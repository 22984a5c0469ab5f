//! Shared HTTP client.
//!
//! All fetchers of one coordinator share a single connection pool. Cloning
//! an [`HttpClient`] is cheap and never serializes requests: every fetch in a
//! tick gets its own connection from the pool.

use std::time::Duration;

use tracing::debug;

use crate::FetchError;

/// Per-request timeout applied when none is configured.
pub const DEFAULT_TIMEOUT: Duration = Duration::from_secs(10);

/// Idle connections kept per upstream host.
pub const DEFAULT_POOL_SIZE: usize = 8;

/// Thin wrapper over a pooled `reqwest::Client`.
#[derive(Debug, Clone)]
pub struct HttpClient {
    client: reqwest::Client,
    timeout: Duration,
}

impl HttpClient {
    /// Create a client with default timeout and pool size.
    pub fn new() -> Result<Self, FetchError> {
        Self::builder().build()
    }

    pub fn builder() -> HttpClientBuilder {
        HttpClientBuilder::default()
    }

    /// The per-request timeout.
    pub fn timeout(&self) -> Duration {
        self.timeout
    }

    /// GET `url` and decode the body as JSON.
    ///
    /// Non-2xx statuses are returned as [`FetchError::Status`] without
    /// reading the body.
    pub(crate) async fn get_json(&self, url: &str) -> Result<serde_json::Value, FetchError> {
        debug!(url, "GET");
        let response = self.client.get(url).send().await?;

        let status = response.status();
        if !status.is_success() {
            return Err(FetchError::Status(status));
        }

        let body = response.bytes().await?;
        Ok(serde_json::from_slice(&body)?)
    }
}

/// Builder for `HttpClient`.
#[derive(Debug, Default)]
pub struct HttpClientBuilder {
    timeout: Option<Duration>,
    pool_size: Option<usize>,
}

impl HttpClientBuilder {
    /// Set the per-request timeout (default: 10 seconds).
    pub fn timeout(mut self, timeout: Duration) -> Self {
        self.timeout = Some(timeout);
        self
    }

    /// Set how many idle connections to keep per host (default: 8).
    ///
    /// Size it to the fan-out width: with many bus stops on the same host,
    /// every stop fetch of a tick runs on its own connection.
    pub fn pool_size(mut self, size: usize) -> Self {
        self.pool_size = Some(size);
        self
    }

    pub fn build(self) -> Result<HttpClient, FetchError> {
        let timeout = self.timeout.unwrap_or(DEFAULT_TIMEOUT);

        let client = reqwest::Client::builder()
            .timeout(timeout)
            .connect_timeout(timeout)
            .pool_max_idle_per_host(self.pool_size.unwrap_or(DEFAULT_POOL_SIZE))
            .user_agent(concat!("chile-swissknife/", env!("CARGO_PKG_VERSION")))
            .build()?;

        Ok(HttpClient { client, timeout })
    }
}

#[cfg(test)]
mod tests {
    use super::*;
    use crate::test_server;

    #[test]
    fn builder_defaults() {
        let client = HttpClient::new().unwrap();
        assert_eq!(client.timeout(), DEFAULT_TIMEOUT);
    }

    #[tokio::test]
    async fn decodes_json_body() {
        let base = test_server::serve(200, r#"{"ok":true}"#).await;
        let client = HttpClient::new().unwrap();

        let body = client.get_json(&format!("{}/anything", base)).await.unwrap();
        assert_eq!(body["ok"], true);
    }

    #[tokio::test]
    async fn non_success_status_is_an_error() {
        let base = test_server::serve(503, "down").await;
        let client = HttpClient::new().unwrap();

        let err = client.get_json(&base).await.unwrap_err();
        assert!(matches!(err, FetchError::Status(s) if s.as_u16() == 503));
    }

    #[tokio::test]
    async fn invalid_json_is_a_parse_error() {
        let base = test_server::serve(200, "<html>").await;
        let client = HttpClient::new().unwrap();

        let err = client.get_json(&base).await.unwrap_err();
        assert!(matches!(err, FetchError::Parse(_)));
    }

    #[tokio::test]
    async fn hanging_upstream_times_out() {
        let base = test_server::serve_hanging().await;
        let client = HttpClient::builder()
            .timeout(Duration::from_millis(200))
            .build()
            .unwrap();

        let err = client.get_json(&base).await.unwrap_err();
        assert!(matches!(err, FetchError::Timeout));
    }
}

################

◆ ABOUT THIS TASK
Above is a listing; print exactly its lines from the one with "use tracing::debug;" through the one with "pub fn build(self)", and no other lines.

◆ RESULT OF THE TASK
use tracing::debug;

use crate::FetchError;

/// Per-request timeout applied when none is configured.
pub const DEFAULT_TIMEOUT: Duration = Duration::from_secs(10);

/// Idle connections kept per upstream host.
pub const DEFAULT_POOL_SIZE: usize = 8;

/// Thin wrapper over a pooled `reqwest::Client`.
#[derive(Debug, Clone)]
pub struct HttpClient {
    client: reqwest::Client,
    timeout: Duration,
}

impl HttpClient {
    /// Create a client with default timeout and pool size.
    pub fn new() -> Result<Self, FetchError> {
        Self::builder().build()
    }

    pub fn builder() -> HttpClientBuilder {
        HttpClientBuilder::default()
    }

    /// The per-request timeout.
    pub fn timeout(&self) -> Duration {
        self.timeout
    }

    /// GET `url` and decode the body as JSON.
    ///
    /// Non-2xx statuses are returned as [`FetchError::Status`] without
    /// reading the body.
    pub(crate) async fn get_json(&self, url: &str) -> Result<serde_json::Value, FetchError> {
        debug!(url, "GET");
        let response = self.client.get(url).send().await?;

        let status = response.status();
        if !status.is_success() {
            return Err(FetchError::Status(status));
        }

        let body = response.bytes().await?;
        Ok(serde_json::from_slice(&body)?)
    }
}

/// Builder for `HttpClient`.
#[derive(Debug, Default)]
pub struct HttpClientBuilder {
    timeout: Option<Duration>,
    pool_size: Option<usize>,
}

impl HttpClientBuilder {
    /// Set the per-request timeout (default: 10 seconds).
    pub fn timeout(mut self, timeout: Duration) -> Self {
        self.timeout = Some(timeout);
        self
    }

    /// Set how many idle connections to keep per host (default: 8).
    ///
    /// Size it to the fan-out width: with many bus stops on the same host,
    /// every stop fetch of a tick runs on its own connection.
    pub fn pool_size(mut self, size: usize) -> Self {
        self.pool_size = Some(size);
        self
    }

    pub fn build(self) -> Result<HttpClient, FetchError> {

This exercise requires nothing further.